What is the meaning of "network_settings -> normalize" in Configurations

Discussion in 'ML-Agents' started by biu_biubiu, Sep 29, 2020.

  1. biu_biubiu

    biu_biubiu

    Joined:
    Dec 24, 2017
    Posts:
    5
    For example, in the walker environment, if the normalization is set to false, it will learning nothing. In the C # code, the input is not scaled between 0 and 1, so the normalization should be done by network_ Settings > normalize, right? That's where I'm confused.
    if normalize is true, is that means the start of network is

    torch.nn.BatchNorm1d(obs_features)
    torch.nn.Relu() ?

    I'm using my own RL code and stuck here. if it means BatchNorm1d(), due to the need to interact with the environment, the network can only get one OBS from the environment each time, so the running average and variance calculated in this way will have a very large error, especially at the beginning. I did it without success.
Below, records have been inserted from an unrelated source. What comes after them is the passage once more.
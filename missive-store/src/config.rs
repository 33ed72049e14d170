use std::{path::PathBuf, sync::Arc};

use serde::Deserialize;

use crate::{BackingStore, MemoryBackingStore};

/// Configuration for the backing store
///
/// Purely in-memory store (state is lost on restart):
/// ```ron
/// Missive (
///     store: (type: "Memory"),
/// )
/// ```
///
/// In-memory tables persisted to a bincode snapshot:
/// ```ron
/// Missive (
///     store: (
///         type: "Snapshot",
///         path: "/var/lib/missive/store.bin",
///     ),
/// )
/// ```
#[derive(Debug, Clone, Deserialize, PartialEq, Eq)]
#[serde(tag = "type")]
pub enum StoreConfig {
    Memory,
    Snapshot {
        #[serde(default = "default_snapshot_path")]
        path: PathBuf,
    },
}

fn default_snapshot_path() -> PathBuf {
    PathBuf::from("/var/lib/missive/store.bin")
}

impl Default for StoreConfig {
    fn default() -> Self {
        Self::Snapshot {
            path: default_snapshot_path(),
        }
    }
}

impl StoreConfig {
    /// Open the configured store, restoring a snapshot where applicable
    ///
    /// # Errors
    ///
    /// Returns an error if an existing snapshot cannot be read or decoded.
    pub async fn open(&self) -> crate::Result<Arc<dyn BackingStore>> {
        match self {
            Self::Memory => Ok(Arc::new(MemoryBackingStore::new())),
            Self::Snapshot { path } => Ok(Arc::new(MemoryBackingStore::open(path.clone()).await?)),
        }
    }
}
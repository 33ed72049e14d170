use async_trait::async_trait;
use chrono::{DateTime, Utc};
use missive_common::{CampaignId, ContentId, QueueItemId, QueueStatus, RecipientId};

use crate::{
    BounceRecord, CampaignGuard, CampaignRun, DeadLetterRecord, DeliveryLogEntry, FireOutcome,
    ItemFilter, QueueItem, Result, ScheduledTick, TickId, TickPayload, TrackingEvent,
};

/// Durable storage behind the delivery subsystem.
///
/// Methods that check-then-write (`claim_item`, `replace_item`,
/// `dead_letter`, `insert_tracking`, `fire_tracking`, `swap_campaign`,
/// `take_due_ticks`) must be atomic with respect to each other: two callers
/// racing on the same row must never both observe success.
#[async_trait]
pub trait BackingStore: Send + Sync + std::fmt::Debug {
    /// Insert a new item. Fails with `AlreadyExists` on an id collision.
    async fn insert_item(&self, item: &QueueItem) -> Result<()>;

    async fn get_item(&self, id: &QueueItemId) -> Result<Option<QueueItem>>;

    /// Items matching the filter, oldest id first.
    async fn list_items(&self, filter: &ItemFilter) -> Result<Vec<QueueItem>>;

    /// Pending items scheduled at or before `now`, highest priority first,
    /// then earliest `scheduled_at`, then id.
    async fn due_items(&self, now: DateTime<Utc>, limit: usize) -> Result<Vec<QueueItem>>;

    /// Move a pending item to processing. `false` when the item is gone or
    /// no longer pending.
    async fn claim_item(&self, id: &QueueItemId, now: DateTime<Utc>) -> Result<bool>;

    /// Overwrite an item if its current status is one of `expected`
    /// (any status when `expected` is empty). `false` when the guard fails
    /// or the item is missing.
    async fn replace_item(&self, item: &QueueItem, expected: &[QueueStatus]) -> Result<bool>;

    /// Return processing items not touched since `cutoff` to pending.
    async fn release_stuck(
        &self,
        cutoff: DateTime<Utc>,
        now: DateTime<Utc>,
    ) -> Result<Vec<QueueItemId>>;

    /// Delete items in `status` whose `updated_at` is before `older_than`.
    async fn purge_items(&self, status: QueueStatus, older_than: DateTime<Utc>) -> Result<usize>;

    /// Insert the record and remove the live item in one step.
    /// `false` when the item no longer exists.
    async fn dead_letter(&self, record: &DeadLetterRecord) -> Result<bool>;

    /// Most recently dead-lettered first.
    async fn list_dead_letters(&self, limit: Option<usize>) -> Result<Vec<DeadLetterRecord>>;

    /// Remove and return a dead letter, for requeueing.
    async fn take_dead_letter(&self, id: &QueueItemId) -> Result<Option<DeadLetterRecord>>;

    async fn purge_dead_letters(&self, older_than: DateTime<Utc>) -> Result<usize>;

    /// Insert a tracking row unless one already carries the identifier.
    async fn insert_tracking(&self, event: &TrackingEvent) -> Result<bool>;

    async fn get_tracking(&self, id: &str) -> Result<Option<TrackingEvent>>;

    /// Flip a tracking row to fired, at most once.
    async fn fire_tracking(&self, id: &str, now: DateTime<Utc>) -> Result<FireOutcome>;

    async fn purge_tracking(&self, older_than: DateTime<Utc>) -> Result<usize>;

    async fn append_delivery_log(&self, entry: &DeliveryLogEntry) -> Result<()>;

    /// Log entries for one recipient in the order they were written.
    async fn delivery_log_for_recipient(
        &self,
        recipient_id: RecipientId,
    ) -> Result<Vec<DeliveryLogEntry>>;

    async fn delivery_log_for_content(&self, content_id: ContentId)
    -> Result<Vec<DeliveryLogEntry>>;

    /// Number of `sent` log entries written at or after `since`.
    async fn count_sent_since(&self, since: DateTime<Utc>) -> Result<usize>;

    async fn purge_delivery_log(&self, older_than: DateTime<Utc>) -> Result<usize>;

    /// Store a bounce and return the recipient's hard bounce total.
    async fn record_bounce(&self, bounce: &BounceRecord) -> Result<usize>;

    async fn bounces_for(&self, recipient_id: RecipientId) -> Result<Vec<BounceRecord>>;

    /// Persist a new campaign, assigning its id.
    async fn insert_campaign(&self, run: &CampaignRun) -> Result<CampaignId>;

    async fn get_campaign(&self, id: CampaignId) -> Result<Option<CampaignRun>>;

    async fn list_campaigns(&self) -> Result<Vec<CampaignRun>>;

    /// Unconditional overwrite. `false` when the campaign does not exist.
    async fn put_campaign(&self, run: &CampaignRun) -> Result<bool>;

    /// Overwrite only if the stored token and offset still match `guard`.
    async fn swap_campaign(&self, run: &CampaignRun, guard: CampaignGuard<'_>) -> Result<bool>;

    async fn schedule_tick(&self, due_at: DateTime<Utc>, payload: TickPayload) -> Result<TickId>;

    /// Remove and return ticks due at or before `now`, earliest first.
    async fn take_due_ticks(&self, now: DateTime<Utc>, limit: usize) -> Result<Vec<ScheduledTick>>;

    /// Remove every tick whose payload equals `payload`.
    async fn cancel_ticks(&self, payload: &TickPayload) -> Result<usize>;

    async fn list_ticks(&self) -> Result<Vec<ScheduledTick>>;

    /// Make all writes so far durable. A no-op for purely in-memory stores.
    async fn flush(&self) -> Result<()> {
        Ok(())
    }
}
    Did I get the wrong understanding, or that the official code first adopted random actions to get a more appropriate running average and variance (I didn't fully understand the official code)?
     
  2. henrypeteet

    henrypeteet

    Unity Technologies

    Joined:
    Aug 19, 2020
    Posts:
    37
    Thanks for the question. The normalization we use is based on a running average across all previous data in a session (not just one batch). I have included some links below to where and how the normalization is done but please let me know if you have other questions.

    Config docs
    From: https://github.com/Unity-Technologies/ml-agents/blob/master/docs/Training-Configuration-File.md
    "normalization is based on the running average and variance of the vector observation".

    Specific
    implementations

    Tensorflow: https://github.com/Unity-Technologi...ents/mlagents/trainers/tf/models.py#L230-L273

    Torch: https://github.com/Unity-Technologi...ts/mlagents/trainers/torch/encoders.py#L8-L43

    When we process the data
    [PPO] https://github.com/Unity-Technologi...l-agents/mlagents/trainers/ppo/trainer.py#L70
    [SAC] https://github.com/Unity-Technologi...-agents/mlagents/trainers/sac/trainer.py#L133
     
    biu_biubiu likes this.
  3. biu_biubiu

    biu_biubiu

    Joined:
    Dec 24, 2017
    Posts:
    5
    Thank you for your help. I see.
     
  4. TulioMMo

    TulioMMo

    Joined:
    Dec 30, 2020
    Posts:
    29
    During Inference is the "test data" being normalised as well? Does the onnx file keeps a record of the average and variance from the training data and utilises that? Thanks!